Many solicitors, especially those in smaller firms who are already struggling with the complexity of the rules and regulations, may question the benefits of a BCP. To take this view, however, would be short-sighted: it’s the smaller businesses which usually find it hardest to recover from the kind of event a BCP can address.
Having a plan:
- ensures you’re compliant with the SRA Code of Conduct 2011(IB 7.3) and Lexcel 1.3 (both of which require a BCP)
- establishes an alternative means of operations, limiting impact on business activities
- avoids financial and reputation damage by minimising disruption
- helps identify improvements to key processes which will be beneficial in the event of a disaster
- reassures and instils confidence in key stakeholders, including clients, staff and suppliers,
- could demonstrate to insurers you’re a good risk for PII cover.
Creating a plan
There are six stages to an effective plan.
Allocate overall responsibility for business continuity planning to a partner or staff members of equivalent seniority.
It’s important they accept business continuity is part of their responsibility and that they’re willing to undertake tasks such as maintaining plans in addition to their normal roles.
You also need to secure buy-in from the management team and ensure all staff understand why the plan has been put in place.
2. Risk assessment
Conduct a site risk assessment to understand and evaluate the potential threat and the resources that directly support those site critical activities.
This will help maintain existing risk controls and implement additional ones to:
- reduce the likelihood of a disruption
- shorten the disruptive period if one does occur, and
- limit its impact.
3. Write the BCP
Plans will vary enormously between organisations but they should be as short and simple as possible and only include instructions on what do in an emergency. They should also be agreed by all partners within your firm.

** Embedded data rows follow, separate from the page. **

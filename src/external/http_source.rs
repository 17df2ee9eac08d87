use std::time::Duration;

use async_trait::async_trait;
use reqwest::{Client, RequestBuilder, Response, StatusCode};
use serde::de::DeserializeOwned;
use serde::Deserialize;
use tracing::debug;
use url::Url;

use crate::errors::ApiError;
use crate::external::DataSource;
use crate::models::{
    BehaviorStats, CompositionData, NewOrder, Order, OrderPatch, PerformanceData, PortfolioSummary,
};
use crate::session::Credential;

#[derive(Debug, Deserialize)]
struct TokenResponse {
    access_token: String,
}

#[derive(Debug, Deserialize)]
struct AiSummaryResponse {
    #[serde(default)]
    summary: String,
}

// FastAPI-style error payload.
#[derive(Debug, Deserialize)]
struct ErrorBody {
    detail: Option<String>,
}

/// `DataSource` implementation over the tracker's HTTP API.
pub struct HttpDataSource {
    client: Client,
    base_url: String,
}

impl HttpDataSource {
    pub fn new(base_url: &str) -> Result<Self, ApiError> {
        Url::parse(base_url).map_err(|e| ApiError::Network(format!("invalid base url: {e}")))?;

        let client = Client::builder()
            .timeout(Duration::from_secs(30))
            .build()
            .map_err(|e| ApiError::Network(e.to_string()))?;

        Ok(Self {
            client,
            base_url: base_url.trim_end_matches('/').to_string(),
        })
    }

    pub fn from_env() -> Result<Self, ApiError> {
        let base_url = std::env::var("PORTFOLIO_API_URL")
            .map_err(|_| ApiError::Network("PORTFOLIO_API_URL not set".into()))?;
        Self::new(&base_url)
    }

    fn url(&self, path: &str) -> String {
        format!("{}{}", self.base_url, path)
    }

    async fn execute<T: DeserializeOwned>(&self, request: RequestBuilder) -> Result<T, ApiError> {
        let response = check_status(send(request).await?).await?;
        response
            .json::<T>()
            .await
            .map_err(|e| ApiError::Decode(e.to_string()))
    }

    async fn execute_no_body(&self, request: RequestBuilder) -> Result<(), ApiError> {
        check_status(send(request).await?).await?;
        Ok(())
    }
}

async fn send(request: RequestBuilder) -> Result<Response, ApiError> {
    request
        .send()
        .await
        .map_err(|e| ApiError::Network(e.to_string()))
}

async fn check_status(response: Response) -> Result<Response, ApiError> {
    let status = response.status();
    if status == StatusCode::UNAUTHORIZED {
        return Err(ApiError::Unauthorized);
    }
    if !status.is_success() {
        let message = read_detail(response).await;
        debug!(status = status.as_u16(), %message, "request failed");
        return Err(ApiError::Http {
            status: status.as_u16(),
            message,
        });
    }
    Ok(response)
}

async fn read_detail(response: Response) -> String {
    let status = response.status();
    match response.text().await {
        Ok(body) => serde_json::from_str::<ErrorBody>(&body)
            .ok()
            .and_then(|b| b.detail)
            .unwrap_or_else(|| {
                if body.trim().is_empty() {
                    format!("HTTP {status}")
                } else {
                    body
                }
            }),
        Err(_) => format!("HTTP {status}"),
    }
}

#[async_trait]
impl DataSource for HttpDataSource {
    async fn login(&self, email: &str, password: &str) -> Result<Credential, ApiError> {
        let body = serde_json::json!({ "email": email, "password": password });
        let token: TokenResponse = self
            .execute(self.client.post(self.url("/login")).json(&body))
            .await?;
        Ok(Credential::new(token.access_token))
    }

    async fn register(&self, email: &str, password: &str) -> Result<Credential, ApiError> {
        let body = serde_json::json!({ "email": email, "password": password });
        let token: TokenResponse = self
            .execute(self.client.post(self.url("/register")).json(&body))
            .await?;
        Ok(Credential::new(token.access_token))
    }

    async fn portfolio_summary(&self, credential: &Credential) -> Result<PortfolioSummary, ApiError> {
        self.execute(
            self.client
                .get(self.url("/portfolio/analysis"))
                .bearer_auth(credential.as_str()),
        )
        .await
    }

    async fn composition(&self, credential: &Credential) -> Result<CompositionData, ApiError> {
        self.execute(
            self.client
                .get(self.url("/portfolio/composition"))
                .bearer_auth(credential.as_str()),
        )
        .await
    }

    async fn performance(&self, credential: &Credential) -> Result<PerformanceData, ApiError> {
        self.execute(
            self.client
                .get(self.url("/portfolio/performance"))
                .bearer_auth(credential.as_str()),
        )
        .await
    }

    async fn behavior(&self, credential: &Credential) -> Result<BehaviorStats, ApiError> {
        self.execute(
            self.client
                .get(self.url("/portfolio/behavior"))
                .bearer_auth(credential.as_str()),
        )
        .await
    }

    async fn ai_summary(&self, credential: &Credential) -> Result<String, ApiError> {
        let response: AiSummaryResponse = self
            .execute(
                self.client
                    .post(self.url("/api/ai/summary"))
                    .bearer_auth(credential.as_str())
                    .json(&serde_json::json!({})),
            )
            .await?;
        Ok(response.summary)
    }

    async fn orders(&self, credential: &Credential) -> Result<Vec<Order>, ApiError> {
        self.execute(
            self.client
                .get(self.url("/orders"))
                .bearer_auth(credential.as_str()),
        )
        .await
    }

    async fn add_order(&self, credential: &Credential, order: &NewOrder) -> Result<Order, ApiError> {
        self.execute(
            self.client
                .post(self.url("/orders/add"))
                .bearer_auth(credential.as_str())
                .json(order),
        )
        .await
    }

    async fn update_order(
        &self,
        credential: &Credential,
        order_id: &str,
        patch: &OrderPatch,
    ) -> Result<Order, ApiError> {
        self.execute(
            self.client
                .put(self.url(&format!("/orders/update/{order_id}")))
                .bearer_auth(credential.as_str())
                .json(patch),
        )
        .await
    }

    async fn delete_order(&self, credential: &Credential, order_id: &str) -> Result<(), ApiError> {
        self.execute_no_body(
            self.client
                .delete(self.url(&format!("/orders/delete/{order_id}")))
                .bearer_auth(credential.as_str()),
        )
        .await
    }

    async fn delete_all_orders(&self, credential: &Credential) -> Result<(), ApiError> {
        self.execute_no_body(
            self.client
                .delete(self.url("/orders/all"))
                .bearer_auth(credential.as_str()),
        )
        .await
    }
}
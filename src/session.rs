use parking_lot::RwLock;
use tracing::info;

/// An opaque bearer token obtained from the login endpoint. The client never
/// inspects its contents.
#[derive(Debug, Clone, PartialEq, Eq)]
pub struct Credential(String);

impl Credential {
    pub fn new(token: impl Into<String>) -> Self {
        Credential(token.into())
    }

    pub fn as_str(&self) -> &str {
        &self.0
    }
}

/// Process-wide credential state. At most one credential is live at a time:
/// it is created by a successful login (or registration) and destroyed by an
/// explicit logout or the first unauthorized response from any endpoint.
///
/// The guard is an explicit, injectable object rather than an ambient global;
/// every component that needs the credential receives an `Arc<SessionGuard>`.
#[derive(Debug, Default)]
pub struct SessionGuard {
    credential: RwLock<Option<Credential>>,
}

impl SessionGuard {
    pub fn new() -> Self {
        Self::default()
    }

    pub fn current(&self) -> Option<Credential> {
        self.credential.read().clone()
    }

    pub fn is_authenticated(&self) -> bool {
        self.credential.read().is_some()
    }

    pub fn set(&self, credential: Credential) {
        *self.credential.write() = Some(credential);
    }

    /// Drops the live credential. Idempotent: components that detect an
    /// unauthorized response call this unconditionally, and only the first
    /// call actually tears the session down.
    pub fn clear(&self) {
        let mut slot = self.credential.write();
        if slot.take().is_some() {
            info!("session credential cleared");
        }
    }
}

#[cfg(test)]
mod tests {
    use super::*;

    #[test]
    fn starts_without_credential() {
        let guard = SessionGuard::new();
        assert!(guard.current().is_none());
        assert!(!guard.is_authenticated());
    }

    #[test]
    fn set_then_clear_round_trip() {
        let guard = SessionGuard::new();
        guard.set(Credential::new("tok-123"));
        assert_eq!(guard.current().map(|c| c.as_str().to_string()), Some("tok-123".into()));
        assert!(guard.is_authenticated());

        guard.clear();
        assert!(guard.current().is_none());
    }

    #[test]
    fn clear_is_idempotent() {
        let guard = SessionGuard::new();
        guard.set(Credential::new("tok"));
        guard.clear();
        guard.clear();
        assert!(guard.current().is_none());
    }

    #[test]
    fn set_replaces_previous_credential() {
        let guard = SessionGuard::new();
        guard.set(Credential::new("old"));
        guard.set(Credential::new("new"));
        assert_eq!(guard.current(), Some(Credential::new("new")));
    }
}
//! Transposed Chunk Decoder
//!
//! Reverses the columnar layout: parse the directory sections, mark each
//! state-machine node against the field projection, then walk the
//! automaton once per record (records last-first), copying values out of
//! the column buffers into a backward writer. Buckets decompress lazily,
//! so projected-away columns are never inflated.
//!
//! Everything here is structural: any inconsistency - an index out of
//! range, a transition past the end of the stream, a buffer that ends
//! early or late, a sub-message length that disagrees with what was
//! emitted - rejects the whole chunk. Per-record recovery happens a
//! layer up, where records are distinguishable after framing.

use bytes::Bytes;

use baler_core::varint;
use baler_core::wire::MAX_NESTING_DEPTH;
use baler_core::{Chain, ChainBackwardWriter, ChainReader, Error, Result};

use crate::compression::{decompress, CompressionKind};
use crate::projection::FieldProjection;

use super::{Subtype, BOUNDARY_BUFFER, TRANSITIONS_EXPLICIT, TRANSITIONS_IMPLICIT};

/// Values at or above this size are prepended as shared blocks instead
/// of being copied into the writer's scratch.
const ZERO_COPY_THRESHOLD: usize = 512;

/// Decode a transposed chunk payload into `(limits, values)`.
///
/// `src` must be positioned at the start of the payload and is consumed
/// to its end on success.
pub(crate) fn decode(
    src: &mut ChainReader,
    num_records: u64,
    decoded_data_size: u64,
    projection: &FieldProjection,
) -> Result<(Vec<u64>, Chain)> {
    let parsed = parse_sections(src, num_records)?;
    let num_records = usize::try_from(num_records).map_err(|_| Error::TooManyRecords(num_records))?;

    let mut walker = Walker::new(parsed, projection, decoded_data_size)?;
    let mut reversed_lengths = Vec::with_capacity(num_records);
    for _ in 0..num_records {
        reversed_lengths.push(walker.decode_record()?);
    }
    walker.finish()?;

    reversed_lengths.reverse();
    let mut limits = Vec::with_capacity(num_records);
    let mut total: u64 = 0;
    for length in reversed_lengths {
        total = total
            .checked_add(length)
            .ok_or(Error::Overflow("record end offsets"))?;
        limits.push(total);
    }

    let values = walker.writer.into_chain();
    debug_assert_eq!(total, values.len() as u64);
    if projection.includes_all() {
        if values.len() as u64 != decoded_data_size {
            return Err(Error::InvalidChunk(format!(
                "decoded {} bytes, header says {}",
                values.len(),
                decoded_data_size
            )));
        }
    } else if values.len() as u64 > decoded_data_size {
        return Err(Error::InvalidChunk(format!(
            "projected decode produced {} bytes, more than the declared {}",
            values.len(),
            decoded_data_size
        )));
    }

    Ok((limits, values))
}

/// Transition behavior of one node.
#[derive(Debug, Clone, Copy)]
enum Next {
    /// `(index + 1) mod node_count`.
    Implicit,
    Static(usize),
    /// Consume a delta from the transitions stream.
    Computed,
}

/// Projection-resolved behavior of one node.
#[derive(Debug, Clone, Copy, PartialEq, Eq)]
enum NodeMode {
    Emit,
    /// Excluded, but its buffer is shared with an emitting consumer:
    /// advance through the bytes without emitting.
    Consume,
    /// Excluded with a private buffer: touch nothing.
    Elide,
}

struct Node {
    subtype: Subtype,
    field_number: u32,
    /// Pre-encoded wire tag varint.
    tag_bytes: [u8; 5],
    tag_len: u8,
    buffer: Option<usize>,
    parent: Option<usize>,
    next: Next,
    /// Enclosing sub-message/group nodes, outermost first.
    ancestors: Vec<usize>,
    mode: NodeMode,
}

struct BufferSpec {
    bucket: usize,
    offset: usize,
    size: usize,
}

struct Bucket {
    stored: Bytes,
    decoded_size: usize,
    decoded: Option<Bytes>,
}

/// The value columns, with lazy per-bucket decompression.
struct BufferSet {
    kind: CompressionKind,
    specs: Vec<BufferSpec>,
    buckets: Vec<Bucket>,
    views: Vec<Option<Bytes>>,
    cursors: Vec<usize>,
}

impl BufferSet {
    fn view(&mut self, index: usize) -> Result<Bytes> {
        if let Some(view) = &self.views[index] {
            return Ok(view.clone());
        }
        let spec = &self.specs[index];
        let bucket = &mut self.buckets[spec.bucket];
        if bucket.decoded.is_none() {
            let decoded = if self.kind == CompressionKind::None {
                if bucket.stored.len() != bucket.decoded_size {
                    return Err(Error::InvalidChunk(format!(
                        "bucket holds {} bytes, its buffers declare {}",
                        bucket.stored.len(),
                        bucket.decoded_size
                    )));
                }
                bucket.stored.clone()
            } else {
                decompress(self.kind, &bucket.stored, bucket.decoded_size as u64)?
            };
            bucket.decoded = Some(decoded);
        }
        let view = match &bucket.decoded {
            Some(decoded) => decoded.slice(spec.offset..spec.offset + spec.size),
            None => return Err(Error::InvalidChunk("bucket failed to materialize".to_string())),
        };
        self.views[index] = Some(view.clone());
        Ok(view)
    }

    /// Copy `n` bytes out of buffer `index`, advancing its cursor.
    fn read_bytes(&mut self, index: usize, n: usize) -> Result<Bytes> {
        let view = self.view(index)?;
        let cursor = self.cursors[index];
        if n > view.len() - cursor {
            return Err(Error::InvalidChunk(format!(
                "value buffer {} exhausted: wanted {} bytes, {} left",
                index,
                n,
                view.len() - cursor
            )));
        }
        self.cursors[index] = cursor + n;
        Ok(view.slice(cursor..cursor + n))
    }

    /// Read one varint out of buffer `index`, returning its value and
    /// its raw bytes (preserved as stored).
    fn read_varint(&mut self, index: usize) -> Result<(u64, Bytes)> {
        let view = self.view(index)?;
        let cursor = self.cursors[index];
        let mut slice = &view[cursor..];
        let before = slice.len();
        let value = varint::decode_varint_u64(&mut slice).map_err(|_| {
            Error::InvalidChunk(format!("bad varint in value buffer {}", index))
        })?;
        let consumed = before - slice.len();
        self.cursors[index] = cursor + consumed;
        Ok((value, view.slice(cursor..cursor + consumed)))
    }
}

4. Business impact analysis
It’s important to fully understand the impact on the organisation of a loss, interruption or disruption of business activities.
You will need to decide which activities are critical to your key services (for example, access to banking services if you are a conveyancing business) and identify what resources and assets need to be in place to continue delivering those services.
Test your plan as fully as possible, involving any third parties you intend to rely on.
5. Implement a maintenance process
Document the agreed strategies and tactics, including priorities, procedures, responsibilities and resources, in a format that is quickly accessible and easy to understand in the event of a disruption. These are the documents that will enable you to return to a pre-determined level of service.
6. Embed and communicate the BCP to staff
To be successful, business continuity must be seen as an integral part of how things are done, rather than a separate activity.
Review the plan at management meetings and train staff to be aware of it.
Regular exercises will get everyone involved so that if an incident occurs, staff will recognise it and be confident in responding to it appropriately.
- Identify five to 10 events that would create the most damaging internal or external crisis for your firm and prepare a strategy for dealing with each of them.
- Insist all staff practise these crisis management techniques through role-playing and, where appropriate, with the help of PR, human resources and IT professionals.
- Review your policies and procedures on a regular basis.